Exercise
Begin at the line containing "pub use app_state::AppState;" in the entries below and end at the line containing "Versioned state container"; transcribe that range exactly and nothing outside it.
*** Information supplied ***
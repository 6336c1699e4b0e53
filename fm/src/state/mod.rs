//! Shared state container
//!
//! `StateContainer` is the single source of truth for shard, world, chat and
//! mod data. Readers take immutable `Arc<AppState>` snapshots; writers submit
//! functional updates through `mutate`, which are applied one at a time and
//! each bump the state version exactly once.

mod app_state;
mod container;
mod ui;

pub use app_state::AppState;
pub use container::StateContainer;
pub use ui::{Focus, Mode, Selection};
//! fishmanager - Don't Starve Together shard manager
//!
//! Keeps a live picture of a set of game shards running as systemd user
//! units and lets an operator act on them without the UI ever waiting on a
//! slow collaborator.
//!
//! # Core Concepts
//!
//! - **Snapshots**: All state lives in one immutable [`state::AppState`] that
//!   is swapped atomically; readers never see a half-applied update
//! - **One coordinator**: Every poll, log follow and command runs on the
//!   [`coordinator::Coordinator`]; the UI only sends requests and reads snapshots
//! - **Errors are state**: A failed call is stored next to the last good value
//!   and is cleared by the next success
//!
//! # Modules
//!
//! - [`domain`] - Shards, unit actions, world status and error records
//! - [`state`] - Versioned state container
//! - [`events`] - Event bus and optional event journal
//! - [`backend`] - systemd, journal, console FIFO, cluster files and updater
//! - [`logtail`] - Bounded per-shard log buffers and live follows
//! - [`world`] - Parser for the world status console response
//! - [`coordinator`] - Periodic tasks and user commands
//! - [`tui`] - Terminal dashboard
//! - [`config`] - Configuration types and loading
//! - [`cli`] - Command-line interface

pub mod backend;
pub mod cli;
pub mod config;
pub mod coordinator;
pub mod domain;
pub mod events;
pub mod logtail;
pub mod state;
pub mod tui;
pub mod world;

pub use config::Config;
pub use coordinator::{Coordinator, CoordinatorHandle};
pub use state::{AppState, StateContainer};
*** End of Information supplied ***
Your solution
pub use app_state::AppState;
pub use container::StateContainer;
pub use ui::{Focus, Mode, Selection};
//! fishmanager - Don't Starve Together shard manager
//!
//! Keeps a live picture of a set of game shards running as systemd user
//! units and lets an operator act on them without the UI ever waiting on a
//! slow collaborator.
//!
//! # Core Concepts
//!
//! - **Snapshots**: All state lives in one immutable [`state::AppState`] that
//!   is swapped atomically; readers never see a half-applied update
//! - **One coordinator**: Every poll, log follow and command runs on the
//!   [`coordinator::Coordinator`]; the UI only sends requests and reads snapshots
//! - **Errors are state**: A failed call is stored next to the last good value
//!   and is cleared by the next success
//!
//! # Modules
//!
//! - [`domain`] - Shards, unit actions, world status and error records
//! - [`state`] - Versioned state container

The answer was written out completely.